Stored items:
· · ·

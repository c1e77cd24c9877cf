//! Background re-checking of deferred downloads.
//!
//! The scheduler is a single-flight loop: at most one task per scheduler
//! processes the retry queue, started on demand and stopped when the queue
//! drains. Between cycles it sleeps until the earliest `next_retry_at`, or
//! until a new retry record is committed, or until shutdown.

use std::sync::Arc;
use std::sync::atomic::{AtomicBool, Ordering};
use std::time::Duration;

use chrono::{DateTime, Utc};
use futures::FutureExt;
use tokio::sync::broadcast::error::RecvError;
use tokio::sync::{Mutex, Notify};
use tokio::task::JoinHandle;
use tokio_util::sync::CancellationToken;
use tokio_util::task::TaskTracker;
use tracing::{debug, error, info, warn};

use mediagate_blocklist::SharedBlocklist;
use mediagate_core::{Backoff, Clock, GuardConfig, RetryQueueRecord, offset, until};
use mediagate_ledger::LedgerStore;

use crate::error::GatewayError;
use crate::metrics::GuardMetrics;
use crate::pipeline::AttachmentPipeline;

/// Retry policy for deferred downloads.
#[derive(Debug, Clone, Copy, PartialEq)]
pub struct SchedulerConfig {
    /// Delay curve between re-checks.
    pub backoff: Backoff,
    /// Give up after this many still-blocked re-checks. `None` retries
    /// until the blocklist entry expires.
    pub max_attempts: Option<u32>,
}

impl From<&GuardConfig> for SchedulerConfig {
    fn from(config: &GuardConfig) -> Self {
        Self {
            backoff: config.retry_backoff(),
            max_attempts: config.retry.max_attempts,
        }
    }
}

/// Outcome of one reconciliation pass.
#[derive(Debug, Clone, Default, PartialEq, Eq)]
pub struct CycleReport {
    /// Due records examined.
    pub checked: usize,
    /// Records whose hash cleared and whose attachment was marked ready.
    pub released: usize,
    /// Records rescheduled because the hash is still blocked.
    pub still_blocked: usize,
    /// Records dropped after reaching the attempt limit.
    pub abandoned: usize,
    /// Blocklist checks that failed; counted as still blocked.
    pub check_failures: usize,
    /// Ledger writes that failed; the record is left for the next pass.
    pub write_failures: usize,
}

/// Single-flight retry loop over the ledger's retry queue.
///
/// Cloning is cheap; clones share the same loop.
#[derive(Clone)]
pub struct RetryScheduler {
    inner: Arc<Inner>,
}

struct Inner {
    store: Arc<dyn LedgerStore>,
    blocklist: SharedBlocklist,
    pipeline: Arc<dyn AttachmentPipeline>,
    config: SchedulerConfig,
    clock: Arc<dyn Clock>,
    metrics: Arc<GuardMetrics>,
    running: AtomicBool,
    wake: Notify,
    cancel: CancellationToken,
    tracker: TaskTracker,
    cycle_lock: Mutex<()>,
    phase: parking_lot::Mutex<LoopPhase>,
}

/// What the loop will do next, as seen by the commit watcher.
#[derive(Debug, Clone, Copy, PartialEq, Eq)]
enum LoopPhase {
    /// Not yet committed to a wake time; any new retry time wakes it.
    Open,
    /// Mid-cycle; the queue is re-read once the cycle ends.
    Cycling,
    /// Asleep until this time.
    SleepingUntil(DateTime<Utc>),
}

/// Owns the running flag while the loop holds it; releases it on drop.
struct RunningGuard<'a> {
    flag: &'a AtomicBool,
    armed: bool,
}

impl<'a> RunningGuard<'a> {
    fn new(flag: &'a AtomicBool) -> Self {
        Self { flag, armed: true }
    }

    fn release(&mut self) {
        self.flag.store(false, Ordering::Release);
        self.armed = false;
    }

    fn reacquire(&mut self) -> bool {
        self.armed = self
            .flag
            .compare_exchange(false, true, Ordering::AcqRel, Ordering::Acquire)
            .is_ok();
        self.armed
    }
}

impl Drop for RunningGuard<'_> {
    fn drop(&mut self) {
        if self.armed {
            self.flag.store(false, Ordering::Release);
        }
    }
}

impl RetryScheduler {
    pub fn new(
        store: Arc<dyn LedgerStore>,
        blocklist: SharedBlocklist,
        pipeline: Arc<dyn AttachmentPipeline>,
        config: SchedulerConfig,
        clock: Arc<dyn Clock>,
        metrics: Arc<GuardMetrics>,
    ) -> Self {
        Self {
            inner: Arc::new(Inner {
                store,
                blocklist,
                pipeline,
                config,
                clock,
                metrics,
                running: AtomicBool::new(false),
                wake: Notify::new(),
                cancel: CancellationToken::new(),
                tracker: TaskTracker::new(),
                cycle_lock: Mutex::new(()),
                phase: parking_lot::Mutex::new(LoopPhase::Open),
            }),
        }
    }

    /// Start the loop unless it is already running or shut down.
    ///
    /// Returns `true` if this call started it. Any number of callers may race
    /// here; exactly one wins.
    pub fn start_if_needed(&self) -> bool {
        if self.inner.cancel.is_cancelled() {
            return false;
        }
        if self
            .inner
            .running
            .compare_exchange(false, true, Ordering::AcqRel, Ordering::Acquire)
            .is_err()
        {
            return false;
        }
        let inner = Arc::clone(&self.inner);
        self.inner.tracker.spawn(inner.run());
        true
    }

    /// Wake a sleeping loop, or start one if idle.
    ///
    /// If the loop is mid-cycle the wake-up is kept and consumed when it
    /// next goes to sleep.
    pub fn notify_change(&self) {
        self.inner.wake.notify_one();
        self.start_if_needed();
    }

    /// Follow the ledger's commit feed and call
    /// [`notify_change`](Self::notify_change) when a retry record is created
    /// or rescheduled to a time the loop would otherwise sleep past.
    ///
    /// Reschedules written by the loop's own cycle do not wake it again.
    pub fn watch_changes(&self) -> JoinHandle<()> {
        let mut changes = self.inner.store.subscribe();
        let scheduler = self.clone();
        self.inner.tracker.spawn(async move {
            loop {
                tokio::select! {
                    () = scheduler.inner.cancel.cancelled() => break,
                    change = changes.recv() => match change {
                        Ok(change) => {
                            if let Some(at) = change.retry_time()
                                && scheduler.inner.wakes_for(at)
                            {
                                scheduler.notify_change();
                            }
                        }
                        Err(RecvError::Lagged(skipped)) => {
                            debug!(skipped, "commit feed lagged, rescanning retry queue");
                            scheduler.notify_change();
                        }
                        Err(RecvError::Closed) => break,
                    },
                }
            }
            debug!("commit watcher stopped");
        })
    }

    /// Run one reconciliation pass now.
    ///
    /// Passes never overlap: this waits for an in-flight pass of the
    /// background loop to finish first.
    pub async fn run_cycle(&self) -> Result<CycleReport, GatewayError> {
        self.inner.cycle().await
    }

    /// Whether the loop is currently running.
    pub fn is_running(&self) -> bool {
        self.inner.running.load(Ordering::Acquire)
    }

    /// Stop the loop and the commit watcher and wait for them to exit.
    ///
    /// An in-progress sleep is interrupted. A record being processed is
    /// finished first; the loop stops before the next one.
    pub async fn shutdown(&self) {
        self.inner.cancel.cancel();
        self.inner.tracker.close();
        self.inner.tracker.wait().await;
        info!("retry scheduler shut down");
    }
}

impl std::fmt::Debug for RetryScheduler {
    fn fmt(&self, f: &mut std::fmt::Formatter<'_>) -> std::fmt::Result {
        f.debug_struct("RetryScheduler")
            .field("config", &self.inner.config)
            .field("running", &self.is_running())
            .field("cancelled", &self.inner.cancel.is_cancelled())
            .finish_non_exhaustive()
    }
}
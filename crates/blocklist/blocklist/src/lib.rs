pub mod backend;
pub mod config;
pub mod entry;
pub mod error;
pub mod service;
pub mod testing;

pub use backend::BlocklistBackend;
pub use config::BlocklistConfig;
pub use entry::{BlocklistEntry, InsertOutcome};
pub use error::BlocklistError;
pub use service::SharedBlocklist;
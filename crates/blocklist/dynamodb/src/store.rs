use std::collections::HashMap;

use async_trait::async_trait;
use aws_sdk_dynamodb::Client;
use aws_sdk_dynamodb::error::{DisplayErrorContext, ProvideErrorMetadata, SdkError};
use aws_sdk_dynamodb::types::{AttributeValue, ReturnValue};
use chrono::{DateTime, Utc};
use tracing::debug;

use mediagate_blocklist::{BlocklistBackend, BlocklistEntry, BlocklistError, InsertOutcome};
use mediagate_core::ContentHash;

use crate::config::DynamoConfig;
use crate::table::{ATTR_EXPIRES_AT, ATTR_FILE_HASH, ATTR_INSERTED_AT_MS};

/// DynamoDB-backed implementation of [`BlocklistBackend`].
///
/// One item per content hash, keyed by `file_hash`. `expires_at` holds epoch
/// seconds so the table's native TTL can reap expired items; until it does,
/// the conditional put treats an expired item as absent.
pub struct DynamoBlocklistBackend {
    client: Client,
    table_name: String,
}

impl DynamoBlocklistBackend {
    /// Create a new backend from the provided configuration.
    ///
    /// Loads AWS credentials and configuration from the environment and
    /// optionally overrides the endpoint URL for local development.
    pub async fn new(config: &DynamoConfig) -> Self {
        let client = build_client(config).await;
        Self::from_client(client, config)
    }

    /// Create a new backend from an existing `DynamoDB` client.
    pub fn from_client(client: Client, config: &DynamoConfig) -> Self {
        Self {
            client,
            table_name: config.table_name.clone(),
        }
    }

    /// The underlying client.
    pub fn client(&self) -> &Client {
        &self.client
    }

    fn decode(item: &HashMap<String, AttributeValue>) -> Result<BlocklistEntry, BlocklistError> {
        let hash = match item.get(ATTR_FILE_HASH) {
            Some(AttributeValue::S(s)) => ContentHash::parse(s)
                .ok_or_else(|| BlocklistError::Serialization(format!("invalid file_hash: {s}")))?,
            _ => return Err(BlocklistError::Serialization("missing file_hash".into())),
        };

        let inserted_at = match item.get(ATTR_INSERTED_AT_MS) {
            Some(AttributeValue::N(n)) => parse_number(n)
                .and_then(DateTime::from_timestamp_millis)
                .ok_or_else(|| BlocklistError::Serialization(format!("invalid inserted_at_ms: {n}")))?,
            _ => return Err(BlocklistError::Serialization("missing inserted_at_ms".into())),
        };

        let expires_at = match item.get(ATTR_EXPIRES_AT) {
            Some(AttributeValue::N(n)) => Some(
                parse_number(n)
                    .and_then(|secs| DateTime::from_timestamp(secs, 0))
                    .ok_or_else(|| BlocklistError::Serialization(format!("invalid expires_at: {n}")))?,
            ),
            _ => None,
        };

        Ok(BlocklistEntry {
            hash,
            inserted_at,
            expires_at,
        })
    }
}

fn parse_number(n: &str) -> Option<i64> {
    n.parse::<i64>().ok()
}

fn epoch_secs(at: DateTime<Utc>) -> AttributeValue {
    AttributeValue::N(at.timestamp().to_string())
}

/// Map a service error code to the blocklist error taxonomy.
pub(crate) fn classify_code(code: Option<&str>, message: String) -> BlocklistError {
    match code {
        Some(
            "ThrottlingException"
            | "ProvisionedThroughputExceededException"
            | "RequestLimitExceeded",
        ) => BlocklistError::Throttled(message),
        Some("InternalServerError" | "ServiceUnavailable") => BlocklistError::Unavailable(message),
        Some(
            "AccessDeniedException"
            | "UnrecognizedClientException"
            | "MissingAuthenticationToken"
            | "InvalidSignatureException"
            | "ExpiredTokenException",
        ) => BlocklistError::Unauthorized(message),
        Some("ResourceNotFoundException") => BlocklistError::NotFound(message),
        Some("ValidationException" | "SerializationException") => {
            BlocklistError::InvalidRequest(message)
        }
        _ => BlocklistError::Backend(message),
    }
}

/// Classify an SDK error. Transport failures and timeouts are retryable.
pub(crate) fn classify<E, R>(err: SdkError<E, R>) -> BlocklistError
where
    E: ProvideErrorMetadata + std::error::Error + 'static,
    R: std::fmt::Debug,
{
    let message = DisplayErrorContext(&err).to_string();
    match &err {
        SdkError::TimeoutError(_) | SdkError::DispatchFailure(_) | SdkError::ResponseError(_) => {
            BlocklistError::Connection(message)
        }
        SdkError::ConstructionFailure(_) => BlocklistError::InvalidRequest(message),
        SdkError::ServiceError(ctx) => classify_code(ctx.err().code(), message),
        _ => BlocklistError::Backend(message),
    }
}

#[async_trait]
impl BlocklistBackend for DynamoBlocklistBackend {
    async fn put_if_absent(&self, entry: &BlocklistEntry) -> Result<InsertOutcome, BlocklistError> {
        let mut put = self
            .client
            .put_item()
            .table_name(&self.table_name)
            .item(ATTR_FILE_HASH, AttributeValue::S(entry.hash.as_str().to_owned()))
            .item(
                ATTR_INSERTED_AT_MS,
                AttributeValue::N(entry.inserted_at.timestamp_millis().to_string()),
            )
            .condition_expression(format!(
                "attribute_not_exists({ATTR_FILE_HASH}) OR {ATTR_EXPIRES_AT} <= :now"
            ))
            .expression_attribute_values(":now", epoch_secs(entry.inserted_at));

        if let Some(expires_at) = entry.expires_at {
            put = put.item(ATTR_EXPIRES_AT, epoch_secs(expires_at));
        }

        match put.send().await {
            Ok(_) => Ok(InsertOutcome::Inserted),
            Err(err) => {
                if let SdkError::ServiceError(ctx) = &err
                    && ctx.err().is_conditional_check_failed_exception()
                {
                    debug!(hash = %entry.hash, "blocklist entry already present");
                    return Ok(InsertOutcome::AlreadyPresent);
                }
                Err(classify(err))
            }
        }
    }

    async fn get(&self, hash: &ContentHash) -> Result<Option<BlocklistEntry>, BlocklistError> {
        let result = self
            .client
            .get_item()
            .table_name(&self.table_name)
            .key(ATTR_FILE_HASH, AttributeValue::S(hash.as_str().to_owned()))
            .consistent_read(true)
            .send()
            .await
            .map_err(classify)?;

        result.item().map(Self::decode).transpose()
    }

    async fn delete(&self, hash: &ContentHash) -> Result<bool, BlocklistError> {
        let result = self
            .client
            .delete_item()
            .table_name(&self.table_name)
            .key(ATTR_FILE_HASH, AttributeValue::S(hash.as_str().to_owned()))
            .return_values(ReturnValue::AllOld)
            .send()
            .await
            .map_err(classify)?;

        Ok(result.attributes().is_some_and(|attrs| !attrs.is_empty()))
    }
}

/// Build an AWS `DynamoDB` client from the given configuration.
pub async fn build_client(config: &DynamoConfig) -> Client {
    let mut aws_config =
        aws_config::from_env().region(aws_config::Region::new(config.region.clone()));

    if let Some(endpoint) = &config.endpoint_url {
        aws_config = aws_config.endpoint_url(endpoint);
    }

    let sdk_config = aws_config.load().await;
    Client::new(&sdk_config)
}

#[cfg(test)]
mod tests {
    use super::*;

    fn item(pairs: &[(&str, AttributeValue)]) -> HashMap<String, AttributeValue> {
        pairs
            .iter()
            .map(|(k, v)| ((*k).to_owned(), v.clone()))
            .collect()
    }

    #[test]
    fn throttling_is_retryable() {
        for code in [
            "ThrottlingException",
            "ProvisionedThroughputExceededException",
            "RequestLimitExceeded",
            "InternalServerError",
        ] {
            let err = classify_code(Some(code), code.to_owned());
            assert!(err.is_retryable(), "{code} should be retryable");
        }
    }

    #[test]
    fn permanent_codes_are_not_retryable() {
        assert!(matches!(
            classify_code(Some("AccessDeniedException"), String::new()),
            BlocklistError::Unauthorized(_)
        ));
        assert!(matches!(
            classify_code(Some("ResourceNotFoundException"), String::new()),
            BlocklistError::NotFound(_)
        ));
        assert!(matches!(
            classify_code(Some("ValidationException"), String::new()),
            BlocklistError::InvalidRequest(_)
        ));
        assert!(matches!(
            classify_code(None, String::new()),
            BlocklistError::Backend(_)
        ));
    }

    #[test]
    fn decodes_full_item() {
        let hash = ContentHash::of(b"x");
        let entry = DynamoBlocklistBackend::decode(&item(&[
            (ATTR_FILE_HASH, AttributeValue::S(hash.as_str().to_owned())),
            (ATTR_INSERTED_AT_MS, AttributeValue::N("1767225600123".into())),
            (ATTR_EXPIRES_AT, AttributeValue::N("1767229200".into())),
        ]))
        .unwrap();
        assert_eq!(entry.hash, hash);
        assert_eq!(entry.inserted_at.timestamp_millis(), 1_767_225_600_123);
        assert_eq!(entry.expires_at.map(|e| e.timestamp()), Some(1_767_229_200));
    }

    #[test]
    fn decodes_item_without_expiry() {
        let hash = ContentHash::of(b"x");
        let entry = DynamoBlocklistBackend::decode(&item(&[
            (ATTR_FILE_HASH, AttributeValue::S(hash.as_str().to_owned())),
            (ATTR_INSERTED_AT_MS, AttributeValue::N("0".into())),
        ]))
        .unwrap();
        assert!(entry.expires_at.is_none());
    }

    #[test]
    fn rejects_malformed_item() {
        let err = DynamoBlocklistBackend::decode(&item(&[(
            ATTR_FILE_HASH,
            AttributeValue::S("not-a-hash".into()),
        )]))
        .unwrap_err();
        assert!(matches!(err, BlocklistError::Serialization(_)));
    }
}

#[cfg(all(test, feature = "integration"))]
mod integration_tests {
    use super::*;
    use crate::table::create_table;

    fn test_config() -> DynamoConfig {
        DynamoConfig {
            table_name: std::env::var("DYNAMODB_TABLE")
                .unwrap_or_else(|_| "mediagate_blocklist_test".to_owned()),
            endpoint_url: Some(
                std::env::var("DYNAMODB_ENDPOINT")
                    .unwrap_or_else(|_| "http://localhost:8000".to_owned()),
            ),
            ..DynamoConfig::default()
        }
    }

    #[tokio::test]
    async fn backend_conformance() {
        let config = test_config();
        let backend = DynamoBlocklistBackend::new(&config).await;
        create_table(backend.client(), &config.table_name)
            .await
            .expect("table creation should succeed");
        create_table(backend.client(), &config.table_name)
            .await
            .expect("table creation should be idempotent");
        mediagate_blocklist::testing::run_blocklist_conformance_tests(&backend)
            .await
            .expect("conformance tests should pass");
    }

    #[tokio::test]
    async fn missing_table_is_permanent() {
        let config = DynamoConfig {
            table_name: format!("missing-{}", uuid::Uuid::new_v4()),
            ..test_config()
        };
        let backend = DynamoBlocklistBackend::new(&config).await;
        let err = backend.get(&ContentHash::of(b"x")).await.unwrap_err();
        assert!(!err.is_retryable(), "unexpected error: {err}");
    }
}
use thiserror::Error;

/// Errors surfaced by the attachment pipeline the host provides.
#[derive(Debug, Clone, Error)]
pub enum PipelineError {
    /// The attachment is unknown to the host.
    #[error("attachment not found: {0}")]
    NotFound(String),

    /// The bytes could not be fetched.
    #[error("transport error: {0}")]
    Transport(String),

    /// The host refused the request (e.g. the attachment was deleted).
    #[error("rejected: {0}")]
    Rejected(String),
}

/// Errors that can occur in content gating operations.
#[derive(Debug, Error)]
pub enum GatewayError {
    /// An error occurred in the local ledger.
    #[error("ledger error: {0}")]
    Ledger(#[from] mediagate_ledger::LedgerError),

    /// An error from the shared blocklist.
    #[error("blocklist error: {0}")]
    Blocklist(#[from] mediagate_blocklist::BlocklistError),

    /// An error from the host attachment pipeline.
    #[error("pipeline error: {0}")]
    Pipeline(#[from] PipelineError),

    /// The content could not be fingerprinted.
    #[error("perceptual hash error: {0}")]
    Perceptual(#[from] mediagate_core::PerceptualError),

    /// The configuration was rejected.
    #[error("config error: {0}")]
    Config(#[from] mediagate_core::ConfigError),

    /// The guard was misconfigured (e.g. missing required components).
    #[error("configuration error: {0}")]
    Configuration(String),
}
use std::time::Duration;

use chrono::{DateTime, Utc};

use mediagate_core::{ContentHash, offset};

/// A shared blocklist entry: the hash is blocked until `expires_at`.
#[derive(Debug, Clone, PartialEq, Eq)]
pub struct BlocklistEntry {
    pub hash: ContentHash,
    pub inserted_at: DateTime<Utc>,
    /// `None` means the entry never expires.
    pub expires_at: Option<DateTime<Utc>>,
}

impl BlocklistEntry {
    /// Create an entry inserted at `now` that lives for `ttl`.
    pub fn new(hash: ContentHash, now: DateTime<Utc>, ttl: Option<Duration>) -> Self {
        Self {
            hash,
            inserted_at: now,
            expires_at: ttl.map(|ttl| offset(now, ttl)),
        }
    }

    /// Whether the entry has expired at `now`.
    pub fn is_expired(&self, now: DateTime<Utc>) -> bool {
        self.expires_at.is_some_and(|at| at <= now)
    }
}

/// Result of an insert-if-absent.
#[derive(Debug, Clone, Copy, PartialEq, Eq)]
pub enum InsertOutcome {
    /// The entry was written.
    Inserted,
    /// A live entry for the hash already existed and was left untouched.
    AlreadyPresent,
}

· · ·

▶ **Exercise requirements**
From the records, copy every line that has the string "skipped" in it.

▶ **Task response**
                        Err(RecvError::Lagged(skipped)) => {
                            debug!(skipped, "commit feed lagged, rescanning retry queue");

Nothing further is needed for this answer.